Systemic failures and racism: Hearings for Desmond inquiry conclude in Nova Scotia

·1 min read

PORT HAWKESBURY, N.S. — More than five years after Afghanistan war veteran Lionel Desmond killed three family members and himself in their rural Nova Scotia home, a provincial fatality inquiry concluded its public hearings today.

The inquiry heard from 69 witnesses during 55 days of hearings, which started in January 2020 but were delayed almost a year because of restrictions imposed as the COVID-19 pandemic took hold a few months later.

Desmond served as a rifleman in Afghanistan in 2007 and was diagnosed with post-traumatic stress disorder in 2011.

Despite four years of treatment while he was in the military, the inquiry heard he still required help when he was medically discharged in 2015 and later took part in an intensive residential treatment program in Montreal in 2016.

Lawyers representing family members told the inquiry today how Desmond faced racism and systemic failures as he tried to reintegrate with his family while dealing with complex PTSD, major depression and a possible brain injury.

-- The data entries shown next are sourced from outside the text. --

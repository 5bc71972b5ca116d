use crate::app_error::AppError;
use crate::config::Config;
use crate::context_builder;
use crate::github::GithubClient;
use crate::llm;
use crate::llm::api::GeminiClient;
use crate::logger::Logger;
use crate::prompt;

const DOCS_MAX_OUTPUT_TOKENS: u32 = 4096;

/// Generates developer documentation for the repository from its README and
/// bounded structure snapshot. No individual files are fetched on this path.
pub async fn run(config: &Config, logger: &Logger) -> Result<(), AppError> {
    let fetcher = GithubClient::new(config.github_token.clone());
    let gemini = GeminiClient::new(config.gemini_api_key.clone(), &config.model);

    println!("Fetching repository structure for {}/{}...", config.owner, config.repo);
    let snapshot = match context_builder::acquire_snapshot(&fetcher, &config.owner, &config.repo).await
    {
        Ok(snapshot) => snapshot,
        Err(e) => {
            println!("\n{}", e.to_user_markdown());
            return Ok(());
        }
    };

    let ctx = context_builder::build_docs_context(&config.owner, &config.repo, &snapshot);
    let prompt_text = prompt::build_docs_prompt(&ctx);

    match llm::query(&gemini, &prompt_text, DOCS_MAX_OUTPUT_TOKENS, logger, "docs").await {
        Ok(markdown) => {
            println!("\n{markdown}");
            logger.log_text("documentation.md", &markdown)?;
        }
        Err(e) => println!("\n{}", e.to_user_markdown()),
    }

    Ok(())
}
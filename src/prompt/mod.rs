
pub const README_CHAR_CAP: usize = 2000;
pub const LISTING_CHAR_CAP: usize = 1000;
pub const FILE_CONTENT_CHAR_CAP: usize = 2000;

pub const TRUNCATION_MARKER: &str = "\n...[truncated]";

const NO_README_FALLBACK: &str = "No README found.";

/// A file fetched for context, keyed by its repository path.
#[derive(Debug, Clone)]
pub struct SelectedFile {
    pub path: String,
    pub content: String,
}

/// Everything the assembler needs for one request. Assembled per request,
/// never persisted.
#[derive(Debug, Clone, Default)]
pub struct PromptContext {
    pub owner: String,
    pub repo: String,
    pub description: Option<String>,
    pub readme: Option<String>,
    pub listing: Option<String>,
    pub files: Vec<SelectedFile>,
}

/// Caps `text` at `cap` characters, appending the truncation marker when
/// anything was cut. Operates on characters, not bytes, so multi-byte
/// content never splits mid-codepoint.
pub fn truncate_chars(text: &str, cap: usize) -> String {
    if text.chars().count() <= cap {
        return text.to_string();
    }
    let mut truncated: String = text.chars().take(cap).collect();
    truncated.push_str(TRUNCATION_MARKER);
    truncated
}

/// Fixed extension to fence-language table. Unknown extensions fall through
/// to the raw extension; no extension yields an unlabeled fence.
pub fn language_for_path(path: &str) -> String {
    let ext = path.rsplit('.').next().unwrap_or("");
    if ext == path {
        return String::new();
    }
    match ext {
        "js" | "jsx" => "javascript".to_string(),
        "ts" | "tsx" => "typescript".to_string(),
        "css" => "css".to_string(),
        "html" => "html".to_string(),
        "json" => "json".to_string(),
        "md" => "markdown".to_string(),
        "py" => "python".to_string(),
        other => other.to_string(),
    }
}

/// Prompt for answering one question. README, listing, and each file's
/// content are truncated; assembly is deterministic.
pub fn build_answer_prompt(ctx: &PromptContext, question: &str) -> String {
    let mut prompt = header(ctx);
    push_readme_section(&mut prompt, ctx);
    push_listing_section(&mut prompt, ctx);

    if !ctx.files.is_empty() {
        prompt.push_str("## Relevant files\n\n");
        for file in &ctx.files {
            push_file_block(
                &mut prompt,
                file,
                Some(FILE_CONTENT_CHAR_CAP),
            );
        }
    }

    prompt.push_str("## Question\n\n");
    prompt.push_str(question);
    prompt.push_str(
        "\n\nAnswer the question about this repository in markdown. \
        Ground the answer in the files shown above; say so when the context \
        is insufficient instead of guessing.\n",
    );
    prompt
}

/// Prompt for generating repository documentation. README and listing are
/// truncated; file contents (when present) are included verbatim.
pub fn build_docs_prompt(ctx: &PromptContext) -> String {
    let mut prompt = header(ctx);
    push_readme_section(&mut prompt, ctx);
    push_listing_section(&mut prompt, ctx);

    if !ctx.files.is_empty() {
        prompt.push_str("## Files\n\n");
        for file in &ctx.files {
            push_file_block(&mut prompt, file, None);
        }
    }

    prompt.push_str(
        "## Task\n\n\
        Write developer documentation for this repository in markdown: a short \
        overview, the project structure, how the main pieces fit together, and \
        how to get started. Base it only on the material above.\n",
    );
    prompt
}

fn header(ctx: &PromptContext) -> String {
    let mut prompt = format!(
        "You are helping a developer understand the GitHub repository {}/{}.\n\n",
        ctx.owner, ctx.repo
    );
    if let Some(description) = &ctx.description {
        if !description.is_empty() {
            prompt.push_str(&format!("Repository description: {description}\n\n"));
        }
    }
    prompt
}

fn push_readme_section(prompt: &mut String, ctx: &PromptContext) {
    prompt.push_str("## README\n\n");
    match &ctx.readme {
        Some(readme) => {
            prompt.push_str(&truncate_chars(readme, README_CHAR_CAP));
        }
        None => prompt.push_str(NO_README_FALLBACK),
    }
    prompt.push_str("\n\n");
}

fn push_listing_section(prompt: &mut String, ctx: &PromptContext) {
    if let Some(listing) = &ctx.listing {
        prompt.push_str("## File structure\n\n");
        prompt.push_str(&truncate_chars(listing, LISTING_CHAR_CAP));
        prompt.push_str("\n\n");
    }
}

fn push_file_block(prompt: &mut String, file: &SelectedFile, cap: Option<usize>) {
    let content = match cap {
        Some(cap) => truncate_chars(&file.content, cap),
        None => file.content.clone(),
    };
    prompt.push_str(&format!(
        "### {}\n\n```{}\n{}\n```\n\n",
        file.path,
        language_for_path(&file.path),
        content
    ));
}
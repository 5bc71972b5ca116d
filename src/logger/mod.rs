use crate::app_error::AppError;
use chrono::Utc;
use serde_json::Value;
use std::fs;
use std::path::{Path, PathBuf};

#[cfg(test)]
mod logger_test;

pub struct Logger {
    log_dir: PathBuf,
}

impl Logger {
    pub fn new(suffix: &str) -> Result<Self, AppError> {
        Self::new_in(Path::new("logs"), suffix)
    }

    pub fn new_in(base_dir: &Path, suffix: &str) -> Result<Self, AppError> {
        let timestamp = Utc::now().format("%Y-%m-%d-%H-%M-%S").to_string();
        let dir_name = if suffix.is_empty() {
            timestamp
        } else {
            format!("{timestamp}-{suffix}")
        };
        let log_dir = base_dir.join(dir_name);
        fs::create_dir_all(&log_dir)?;
        Ok(Self { log_dir })
    }

    pub fn log_dir(&self) -> &Path {
        &self.log_dir
    }

    fn path_for(&self, file_name: &str) -> PathBuf {
        self.log_dir.join(file_name)
    }

    pub fn log_text(&self, file_name: &str, content: &str) -> Result<(), AppError> {
        let path = self.path_for(file_name);
        fs::write(path, content)?;
        Ok(())
    }

    pub fn log_json(&self, file_name: &str, content: &Value) -> Result<(), AppError> {
        let path = self.path_for(file_name);
        let pretty_json = serde_json::to_string_pretty(content)?;
        fs::write(path, pretty_json)?;
        Ok(())
    }
}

The inquiry heard that on Jan. 3, 2017, Desmond legally purchased a semi-automatic rifle and used it later that day to kill his 31-year-old wife Shanna, their 10-year-old daughter Aaliyah and his 52-year-old mother Brenda.

The man leading the inquiry, provincial court Judge Warren Zimmer, is expected to submit a final report with findings and recommendations later this year.